Pourquoi ? Parce que tout le monde se tape des gueules de fin du monde. Et
puis les chaises sont toujours inconfortables. Et puis il n’y a jamais de café.
Et puis ça pue. Et puis les couleurs des murs sont toujours déprimantes, genre
vert suicide ou beige dépressif. Fuck, ce n’est plus de la déco, c’est du
sadisme ! Comment peux-tu te sentir en
confiance quand t’attends ton diagnostic dans une salle où les murs te
regardent droit dans les yeux avec du beige partout ? Si tu n’étais pas déjà cancéreux, forcément tu le
deviens. Et puis ce n’est pas tout. Il y a toujours ce mec qui attend près de
toi, qui gesticule comme un possédé sur sa chaise en plastique en toussant
profond. Et qui tousse ! Et qui tousse ! Et qui tousse encore ! Pourquoi il y en a toujours un qui tousse comme ça ? T’auras beau faire le tour des cliniques de la
ville, tu n’y échapperas pas. Chaque salle d’attente de toutes les cliniques du
monde entier possède son tousseur attitré. Être le tousseur de la salle
d’attente, c’est un statut social. Une profession. C’est à se demander s’il n’est
pas embauché par l’équipe médicale pour donner à l’endroit une petite touche de
réalisme supplémentaire. Un figurant professionnel. Le rôle de sa vie. Il est
là pour te dégouter et il le fait bien le salaud ! C’est un maître le mec.

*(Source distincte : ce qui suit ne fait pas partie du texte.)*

//! Data models for the productivity reporter.
//!
//! This module contains the core data structures shared by the source
//! layer, the analysis pipeline and the report generator.

use crate::error::PipelineError;
use chrono::{DateTime, Days, NaiveDate, Utc};
use serde::{Deserialize, Serialize};
use std::collections::{BTreeMap, BTreeSet};
use std::fmt;

/// Sentinel operator name meaning "no operator filter".
pub const ALL_OPERATORS: &str = "all";

/// Spanish spelling of [`ALL_OPERATORS`] used by the spreadsheet owners.
pub const ALL_OPERATORS_ES: &str = "todos";

/// A single cell value.
#[derive(Debug, Clone, PartialEq)]
pub enum FieldValue {
    Text(String),
    Integer(i64),
    Float(f64),
    Null,
}

impl FieldValue {
    /// Infer a value from its textual form.
    ///
    /// Numbers are only inferred when their canonical rendering equals the
    /// input, so `"007"` stays text and every value renders back unchanged.
    pub fn from_text(s: &str) -> Self {
        if s.is_empty() {
            return FieldValue::Null;
        }
        if let Ok(i) = s.parse::<i64>() {
            if i.to_string() == s {
                return FieldValue::Integer(i);
            }
        }
        if let Ok(f) = s.parse::<f64>() {
            if f.is_finite() && f.to_string() == s {
                return FieldValue::Float(f);
            }
        }
        FieldValue::Text(s.to_string())
    }

    pub fn is_null(&self) -> bool {
        matches!(self, FieldValue::Null)
    }
}

impl fmt::Display for FieldValue {
    fn fmt(&self, f: &mut fmt::Formatter<'_>) -> fmt::Result {
        match self {
            FieldValue::Text(s) => write!(f, "{}", s),
            FieldValue::Integer(i) => write!(f, "{}", i),
            FieldValue::Float(v) => write!(f, "{}", v),
            FieldValue::Null => Ok(()),
        }
    }
}

/// One row of source data: field name to value.
#[derive(Debug, Clone, Default, PartialEq)]
pub struct Record {
    fields: BTreeMap<String, FieldValue>,
}

impl Record {
    pub fn new() -> Self {
        Self::default()
    }

    /// Build a record from `(field, text)` pairs, inferring value types.
    pub fn from_pairs<'a, I>(pairs: I) -> Self
    where
        I: IntoIterator<Item = (&'a str, &'a str)>,
    {
        let fields = pairs
            .into_iter()
            .map(|(k, v)| (k.to_string(), FieldValue::from_text(v)))
            .collect();
        Self { fields }
    }

    pub fn get(&self, field: &str) -> Option<&FieldValue> {
        self.fields.get(field)
    }

    pub fn insert(&mut self, field: impl Into<String>, value: FieldValue) {
        self.fields.insert(field.into(), value);
    }

    /// Textual value of a field, `None` when missing or null.
    pub fn text(&self, field: &str) -> Option<String> {
        self.fields
            .get(field)
            .filter(|value| !value.is_null())
            .map(|value| value.to_string())
    }
}

/// An ordered collection of records sharing a nominal schema.
#[derive(Debug, Clone, Default, PartialEq)]
pub struct Dataset {
    /// Column names in header order.
    pub columns: Vec<String>,
    /// Rows in source order.
    pub records: Vec<Record>,
}

impl Dataset {
    pub fn new(columns: Vec<String>) -> Self {
        Self {
            columns,
            records: Vec::new(),
        }
    }

    pub fn push(&mut self, record: Record) {
        self.records.push(record);
    }

    pub fn len(&self) -> usize {
        self.records.len()
    }

    pub fn is_empty(&self) -> bool {
        self.records.is_empty()
    }

    pub fn has_column(&self, name: &str) -> bool {
        self.columns.iter().any(|c| c == name)
    }

    /// Append a column name unless already present.
    pub fn add_column(&mut self, name: &str) {
        if !self.has_column(name) {
            self.columns.push(name.to_string());
        }
    }
}

/// The four synchronized spreadsheet sources.
#[derive(Debug, Clone, Copy, PartialEq, Eq, PartialOrd, Ord, Hash, Serialize, Deserialize)]
#[serde(rename_all = "lowercase")]
pub enum SourceKind {
    Ppl,
    Convenios,
    Rips,
    Facturacion,
}

impl SourceKind {
    pub const ALL: [SourceKind; 4] = [
        SourceKind::Ppl,
        SourceKind::Convenios,
        SourceKind::Rips,
        SourceKind::Facturacion,
    ];

    /// Key used for the cache file name.
    pub fn cache_key(&self) -> &'static str {
        match self {
            SourceKind::Ppl => "ppl",
            SourceKind::Convenios => "convenios",
            SourceKind::Rips => "rips",
            SourceKind::Facturacion => "facturacion",
        }
    }
}

impl fmt::Display for SourceKind {
    fn fmt(&self, f: &mut fmt::Formatter<'_>) -> fmt::Result {
        match self {
            SourceKind::Ppl => write!(f, "PPL"),
            SourceKind::Convenios => write!(f, "Convenios"),
            SourceKind::Rips => write!(f, "RIPS"),
            SourceKind::Facturacion => write!(f, "Facturacion"),
        }
    }
}

/// Legalization sub-types, used as category labels on merged rows.
#[derive(Debug, Clone, Copy, PartialEq, Eq, PartialOrd, Ord, Hash, Serialize, Deserialize)]
pub enum LegalizationKind {
    #[serde(rename = "PPL")]
    Ppl,
    #[serde(rename = "Convenios")]
    Convenios,
}

impl LegalizationKind {
    pub const ALL: [LegalizationKind; 2] = [LegalizationKind::Ppl, LegalizationKind::Convenios];

    /// Category value stamped on merged rows.
    pub fn label(&self) -> &'static str {
        match self {
            LegalizationKind::Ppl => "PPL",
            LegalizationKind::Convenios => "Convenios",
        }
    }

    /// The source holding this kind of legalization.
    pub fn source(&self) -> SourceKind {
        match self {
            LegalizationKind::Ppl => SourceKind::Ppl,
            LegalizationKind::Convenios => SourceKind::Convenios,
        }
    }
}

/// The three report views.
#[derive(Debug, Clone, Copy, PartialEq, Eq, Hash, Serialize, Deserialize)]
#[serde(rename_all = "lowercase")]
pub enum ReportView {
    Legalizaciones,
    Rips,
    Facturacion,
}

impl ReportView {
    pub const ALL: [ReportView; 3] = [
        ReportView::Legalizaciones,
        ReportView::Rips,
        ReportView::Facturacion,
    ];

    pub fn title(&self) -> &'static str {
        match self {
            ReportView::Legalizaciones => "Legalizaciones",
            ReportView::Rips => "RIPS",
            ReportView::Facturacion => "Facturación",
        }
    }
}

/// Closed date interval `[start, end]`, with `start <= end`.
#[derive(Debug, Clone, Copy, PartialEq, Eq, Serialize)]
pub struct DateRange {
    start: NaiveDate,
    end: NaiveDate,
}

impl DateRange {
    pub fn new(start: NaiveDate, end: NaiveDate) -> Result<Self, PipelineError> {
        if start > end {
            return Err(PipelineError::InvalidDateRange { start, end });
        }
        Ok(Self { start, end })
    }

    /// The `days`-long window ending on `today`.
    pub fn lookback(today: NaiveDate, days: u32) -> Result<Self, PipelineError> {
        let start = today
            .checked_sub_days(Days::new(u64::from(days)))
            .ok_or(PipelineError::LookbackOutOfRange { days })?;
        Ok(Self { start, end: today })
    }

    pub fn start(&self) -> NaiveDate {
        self.start
    }

    pub fn end(&self) -> NaiveDate {
        self.end
    }

    /// Inclusive at both ends.
    pub fn contains(&self, date: NaiveDate) -> bool {
        date >= self.start && date <= self.end
    }
}

/// Operator selection: everybody, or an explicit subset.
#[derive(Debug, Clone, PartialEq, Eq, Serialize)]
#[serde(rename_all = "snake_case")]
pub enum OperatorSelection {
    All,
    Only(BTreeSet<String>),
}

impl OperatorSelection {
    /// Build a selection from user input.
    ///
    /// An empty list, or one containing the sentinel, selects everybody.
    pub fn from_names<I, S>(names: I) -> Self
    where
        I: IntoIterator<Item = S>,
        S: AsRef<str>,
    {
        let mut selected = BTreeSet::new();
        for name in names {
            let name = name.as_ref().trim();
            if is_all_sentinel(name) {
                return OperatorSelection::All;
            }
            if !name.is_empty() {
                selected.insert(name.to_string());
            }
        }

        if selected.is_empty() {
            OperatorSelection::All
        } else {
            OperatorSelection::Only(selected)
        }
    }

    pub fn is_active(&self) -> bool {
        matches!(self, OperatorSelection::Only(_))
    }

    pub fn allows(&self, operator: &str) -> bool {
        match self {
            OperatorSelection::All => true,
            OperatorSelection::Only(names) => names.contains(operator),
        }
    }
}

fn is_all_sentinel(name: &str) -> bool {
    name.eq_ignore_ascii_case(ALL_OPERATORS) || name.eq_ignore_ascii_case(ALL_OPERATORS_ES)
}

/// Immutable snapshot of the user's filter selections.
#[derive(Debug, Clone, PartialEq, Serialize)]
pub struct FilterState {
    pub categories: BTreeSet<LegalizationKind>,
    pub operators: OperatorSelection,
    pub range: DateRange,
}

impl FilterState {
    pub fn new(
        categories: BTreeSet<LegalizationKind>,
        operators: OperatorSelection,
        range: DateRange,
    ) -> Self {
        Self {
            categories,
            operators,
            range,
        }
    }

    /// Whether a category label is among the selected legalization kinds.
    pub fn allows_category(&self, label: &str) -> bool {
        self.categories.iter().any(|k| k.label() == label)
    }
}

/// One operator's share of the filtered records.
#[derive(Debug, Clone, PartialEq, Serialize)]
pub struct RankingRow {
    pub operator: String,
    pub count: usize,
    /// Percentage of the ranked total, rounded to 2 decimals.
    pub percentage: f64,
}

/// Overall ranking, sorted by count descending then operator ascending.
#[derive(Debug, Clone, Default, PartialEq, Serialize)]
pub struct RankingResult {
    pub rows: Vec<RankingRow>,
}

impl RankingResult {
    pub fn total(&self) -> usize {
        self.rows.iter().map(|r| r.count).sum()
    }
}

/// Records handled by one operator on one day.
#[derive(Debug, Clone, PartialEq, Eq, Serialize)]
pub struct DailyCount {
    pub day: NaiveDate,
    pub operator: String,
    pub count: usize,
}

/// Total records handled by one operator across the whole window.
#[derive(Debug, Clone, PartialEq, Eq, Serialize)]
pub struct OperatorTotal {
    pub operator: String,
    pub total: usize,
}

/// Per-day, per-operator comparison.
#[derive(Debug, Clone, Default, PartialEq, Serialize)]
pub struct TimeSeriesResult {
    /// Ordered by day, then operator.
    pub series: Vec<DailyCount>,
    /// Ordered by total descending, then operator.
    pub summary: Vec<OperatorTotal>,
}

/// Aggregated output; the variant depends on whether an operator filter is active.
#[derive(Debug, Clone, PartialEq, Serialize)]
#[serde(tag = "mode", rename_all = "snake_case")]
pub enum AggregationResult {
    Ranking(RankingResult),
    TimeSeries(TimeSeriesResult),
}

/// Why a view has nothing to show before any filter ran.
#[derive(Debug, Clone, Copy, PartialEq, Eq, Serialize)]
#[serde(rename_all = "snake_case")]
pub enum NoDataReason {
    /// No source for the view has ever been synchronized.
    NotSynchronized,
    /// Sources are loaded but hold no rows.
    NoRows,
}

/// A reportable view: record count plus the aggregation.
#[derive(Debug, Clone, PartialEq, Serialize)]
pub struct ViewReport {
    pub total_records: usize,
    pub result: AggregationResult,
}

/// Outcome of computing one view.
#[derive(Debug, Clone, PartialEq, Serialize)]
#[serde(tag = "status", rename_all = "snake_case")]
pub enum ViewOutcome {
    NoData { reason: NoDataReason },
    CannotProcess { reason: String },
    EmptyAfterFilter,
    Ready(ViewReport),
}

/// A view together with its outcome.
#[derive(Debug, Clone, PartialEq, Serialize)]
pub struct ViewSection {
    pub view: ReportView,
    pub title: String,
    pub outcome: ViewOutcome,
}

/// Metadata about a generated report.
#[derive(Debug, Clone, Serialize)]
pub struct ReportMetadata {
    pub generated_at: DateTime<Utc>,
    pub filters: FilterState,
    /// Whether this run fetched fresh data from the source.
    pub synchronized: bool,
    /// Sources present in the snapshot.
    pub loaded_sources: Vec<SourceKind>,
    pub duration_seconds: f64,
}

/// The complete productivity report.
#[derive(Debug, Clone, Serialize)]
pub struct Report {
    pub metadata: ReportMetadata,
    pub sections: Vec<ViewSection>,
    /// Every operator seen across loaded sources.
    pub known_operators: Vec<String>,
}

T’as l’impression que toute sa carcasse va se déchirer à chaque fois. Ça racle
violent par en dedans. Ça te fait un bruit de bête féroce qui souffre en
accouchant dans la douleur, mélange de grincement métallique et de couinement de
porcelet qu’on égorge. Ça donne froid dans le dos. L’impression que ses poumons
vont se décrocher et que tu vas les voir s’écraser sur le plancher. Ça en
devient vite insupportable et tu crains pour ta propre survie parce que le mec,
forcément, il rejette dans l’air des particules microscopiques de son terrible
virus. Ton instinct de survie te dit qu’il faudrait l’abattre sans attendre
avant qu’il ne te contamine tout le continent, mais tu ne peux pas vu qu’il y a
des lois maintenant qui protègent les
propagateurs de virus mortels (Mario Dumont, ça te dit quelque chose ?) La
démocratie, c’est génial, mais faudrait peut-être la redéfinir dans une salle
d’attente d’une clinique médicale. Enfin, bref, t’essaies de respirer le moins
possible. Mais ce n’est pas facile parce que tous les experts vont te le dire :
il faut respirer pour vivre. Alors du coup, tu te bricoles subtilement des
filtres de fortune avec ce que tu peux trouver sur toi. Par exemple, (on prend
des notes svp !) avec les petits gobelets de carton en forme de cône qui
servent pour la distributrice d’eau. Ça t’en prend deux. Demande en même temps
deux élastiques à la réception, t’en auras besoin. À l’aide d’une aiguille, tu
perces un tout petit trou au bout de la partie pointue de tes gobelets. Tu fais
ensuite un trou de chaque côté de la partie la plus ouverte et tu y passes les
élastiques. Tu t’en accroches un pour la bouche et l’autre pour le nez. Oui
bon, t’auras l’air d’un rhinocéros qui aurait été malade, mais au moins tu
seras protégé contre le typhus ou la phtisie ou de tout ce qui se trouve dans
ces poumons-là qu’on ne connaît même pas encore le nom de la bête si ça se
trouve. Non, non, pas besoin de me remercier. Je fais ça pour l’humanité.